[Exercise objective]
Where "println" appears in a line of the entries below, that line should be copied.

Saved data entries:
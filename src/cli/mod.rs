//! Command-line interface for jmxstat.
//!
//! Point it at one or more Jolokia response documents and it prints one
//! metric per line on every poll cycle.

use crate::application::Application;
use crate::core::config::LogLevel;
use crate::core::{Config, ConfigBuilder, ConfigOverrides, JmxstatError, Result};
use crate::sink::WriterSink;
use clap::Parser;
use std::path::PathBuf;
use std::time::Duration;

fn parse_interval(text: &str) -> std::result::Result<Duration, String> {
    humantime_serde::re::humantime::parse_duration(text).map_err(|e| e.to_string())
}

/// Turn Cassandra JMX beans into dotted metrics and histogram percentiles
#[derive(Parser, Debug)]
#[command(name = "jmxstat")]
#[command(version, about, long_about = None)]
pub struct Cli {
    /// Configuration file path (default: ~/.config/jmxstat/config.yaml)
    #[arg(short, long, env = "JMXSTAT_CONFIG")]
    pub config: Option<PathBuf>,

    /// Jolokia response document read on every cycle (repeatable)
    #[arg(short, long = "input", env = "JMXSTAT_INPUTS", value_delimiter = ',')]
    pub inputs: Vec<PathBuf>,

    /// Prefix prepended to every metric name
    #[arg(long, env = "JMXSTAT_PREFIX")]
    pub prefix: Option<String>,

    /// Comma separated percentiles computed for each histogram
    #[arg(long, value_delimiter = ',')]
    pub percentiles: Option<Vec<i64>>,

    /// Descend into nested attributes and histogram bucket arrays
    #[arg(long, env = "JMXSTAT_NESTED")]
    pub nested: bool,

    /// Poll interval, e.g. "10s" or "1m"
    #[arg(long, value_parser = parse_interval)]
    pub interval: Option<Duration>,

    /// Run a single poll cycle and exit
    #[arg(long)]
    pub once: bool,

    /// Do not reload settings when the config file changes
    #[arg(long)]
    pub no_watch: bool,

    /// Enable debug logging
    #[arg(short, long, env = "JMXSTAT_DEBUG")]
    pub debug: bool,

    /// Validate configuration and exit
    #[arg(long)]
    pub check_config: bool,
}

impl Cli {
    /// Parse command-line arguments.
    pub fn parse_args() -> Self {
        Cli::parse()
    }

    /// Values that win over the config file
    pub fn overrides(&self) -> ConfigOverrides {
        ConfigOverrides {
            prefix: self.prefix.clone(),
            percentiles: self.percentiles.clone(),
            nested: self.nested,
            inputs: self.inputs.clone(),
            interval: self.interval,
            debug: self.debug,
        }
    }

    /// Config file to use: the explicit one, or the default location if it
    /// exists
    fn config_path(&self) -> Option<PathBuf> {
        if let Some(path) = &self.config {
            return Some(path.clone());
        }

        dirs::config_dir()
            .map(|d| d.join("jmxstat").join("config.yaml"))
            .filter(|path| path.exists())
    }

    /// Load configuration with proper precedence:
    /// 1. CLI arguments (highest priority)
    /// 2. Environment variables
    /// 3. Config file
    /// 4. Defaults (lowest priority)
    ///
    /// Returns the config file actually read, if any.
    pub async fn load_config(&self) -> Result<(Config, Option<PathBuf>)> {
        let mut builder = ConfigBuilder::new();

        let config_path = self.config_path();
        if let Some(path) = &config_path {
            let content = tokio::fs::read_to_string(path).await.map_err(|e| {
                JmxstatError::config(format!("Failed to read config file {:?}: {}", path, e))
            })?;
            builder = builder.from_yaml(&content)?;
        }

        let config = self.overrides().apply(builder).build()?;
        Ok((config, config_path))
    }

    /// Initialize logging. Metrics go to stdout, so logs go to stderr.
    pub fn init_logging(&self, config: &Config) -> Result<()> {
        use tracing_subscriber::{layer::SubscriberExt, util::SubscriberInitExt, EnvFilter};

        let level = if self.debug {
            LogLevel::Debug.as_str().to_string()
        } else {
            std::env::var("JMXSTAT_LOG_LEVEL").unwrap_or_else(|_| config.logging.level.as_str().to_string())
        };

        let filter = EnvFilter::try_from_default_env().unwrap_or_else(|_| EnvFilter::new(level));

        let fmt_layer = tracing_subscriber::fmt::layer()
            .with_writer(std::io::stderr)
            .with_target(self.debug)
            .compact();

        tracing_subscriber::registry()
            .with(filter)
            .with(fmt_layer)
            .try_init()
            .map_err(|e| JmxstatError::config(format!("Failed to initialize logging: {}", e)))?;

        Ok(())
    }
}

/// Execute the jmxstat application.
pub async fn execute(cli: Cli) -> Result<()> {
    let (config, config_path) = cli.load_config().await?;

    cli.init_logging(&config)?;
    if let Some(path) = &config_path {
        tracing::info!("Loaded configuration from: {:?}", path);
    }

    if cli.check_config {
        config.settings()?;
        println!("Configuration is valid!");
        println!("  Percentiles: {:?}", config.collector.percentiles);
        println!("  Histogram regex: {}", config.collector.histogram_regex);
        println!("  Nested: {}", config.collector.nested);
        println!("  Prefix: {}", config.collector.prefix.as_deref().unwrap_or("(none)"));
        println!("  Inputs: {:?}", config.source.inputs);
        println!("  Interval: {:?}", config.source.interval);
        return Ok(());
    }

    if config.source.inputs.is_empty() {
        return Err(JmxstatError::config(
            "no inputs configured: pass --input or set source.inputs",
        ));
    }

    let mut app = Application::new(config)?;
    if let Some(path) = config_path.filter(|_| !cli.no_watch) {
        app = app.watch_config(path, cli.overrides());
    }

    if cli.once {
        let report = app.run_once(&mut WriterSink::stdout())?;
        tracing::info!(
            "Published {} metrics from {} beans with {} failures",
            report.published,
            report.beans,
            report.failures
        );
        return Ok(());
    }

    app.run(WriterSink::stdout()).await
}

#[cfg(test)]
mod tests {
    use super::*;

    #[test]
    fn test_cli_flags() {
        let cli = Cli::try_parse_from([
            "jmxstat",
            "--input",
            "a.json,b.json",
            "--percentiles",
            "50,99",
            "--prefix",
            "cassandra",
            "--nested",
            "--interval",
            "30s",
            "--once",
        ])
        .unwrap();

        assert_eq!(cli.inputs, vec![PathBuf::from("a.json"), PathBuf::from("b.json")]);
        assert_eq!(cli.percentiles, Some(vec![50, 99]));
        assert_eq!(cli.interval, Some(Duration::from_secs(30)));
        assert!(cli.nested);
        assert!(cli.once);
        assert!(!cli.debug);
    }

    #[test]
    fn test_overrides_applied_without_config_file() {
        let cli = Cli::try_parse_from(["jmxstat", "--prefix", "cassandra", "--percentiles", "75"]).unwrap();
        let config = cli.overrides().apply(ConfigBuilder::new()).build().unwrap();

        assert_eq!(config.collector.prefix.as_deref(), Some("cassandra"));
        assert_eq!(config.collector.percentiles, vec![75]);
        assert!(!config.collector.nested);
    }

    #[tokio::test]
    async fn test_load_explicit_config() {
        let file = tempfile::NamedTempFile::new().unwrap();
        std::fs::write(file.path(), "collector:\n  nested: true\n  prefix: file\n").unwrap();
        let path = file.path().to_string_lossy().to_string();

        let cli = Cli::try_parse_from(["jmxstat", "--config", path.as_str(), "--prefix", "cli"]).unwrap();
        let (config, used) = cli.load_config().await.unwrap();

        assert_eq!(used.as_deref(), Some(file.path()));
        assert!(config.collector.nested);
        assert_eq!(config.collector.prefix.as_deref(), Some("cli"));
    }

    #[tokio::test]
    async fn test_missing_explicit_config_fails() {
        let cli = Cli::try_parse_from(["jmxstat", "--config", "/nonexistent/jmxstat.yaml"]).unwrap();
        assert!(cli.load_config().await.is_err());
    }
}
//! Common test utilities and fixtures.

#![allow(dead_code)]

use jmxstat_lib::bean::{attributes_from_json, Attributes};
use jmxstat_lib::core::config::shared;
use jmxstat_lib::core::{CollectorSettings, ConfigBuilder};
use jmxstat_lib::collector::Collector;
use jmxstat_lib::source::Bean;
use std::path::PathBuf;

/// Path of a file under `tests/fixtures`.
pub fn fixture_path(name: &str) -> PathBuf {
    PathBuf::from(env!("CARGO_MANIFEST_DIR"))
        .join("tests")
        .join("fixtures")
        .join(name)
}

/// Classify a JSON object literal as bean attributes.
pub fn attributes(value: serde_json::Value) -> Attributes {
    attributes_from_json(value.as_object().expect("attributes must be a JSON object"))
}

/// Build a bean from an id and a JSON object literal.
pub fn bean(id: &str, value: serde_json::Value) -> Bean {
    Bean {
        id: id.to_string(),
        attributes: attributes(value),
    }
}

/// Cassandra-style bucket array with `count` observations in each listed bucket.
pub fn buckets(filled: &[(usize, u64)]) -> serde_json::Value {
    let mut buckets = vec![0u64; 92];
    for &(index, count) in filled {
        buckets[index] = count;
    }
    serde_json::json!(buckets)
}

/// Compile settings from a builder.
pub fn settings(builder: ConfigBuilder) -> CollectorSettings {
    builder
        .build()
        .expect("valid test config")
        .settings()
        .expect("valid test settings")
}

/// Collector over settings compiled from a builder.
pub fn collector(builder: ConfigBuilder) -> Collector {
    Collector::new(shared(settings(builder)))
}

[Solution for this problem]
        println!("Configuration is valid!");
        println!("  Percentiles: {:?}", config.collector.percentiles);
        println!("  Histogram regex: {}", config.collector.histogram_regex);
        println!("  Nested: {}", config.collector.nested);
        println!("  Prefix: {}", config.collector.prefix.as_deref().unwrap_or("(none)"));
        println!("  Inputs: {:?}", config.source.inputs);
        println!("  Interval: {:?}", config.source.interval);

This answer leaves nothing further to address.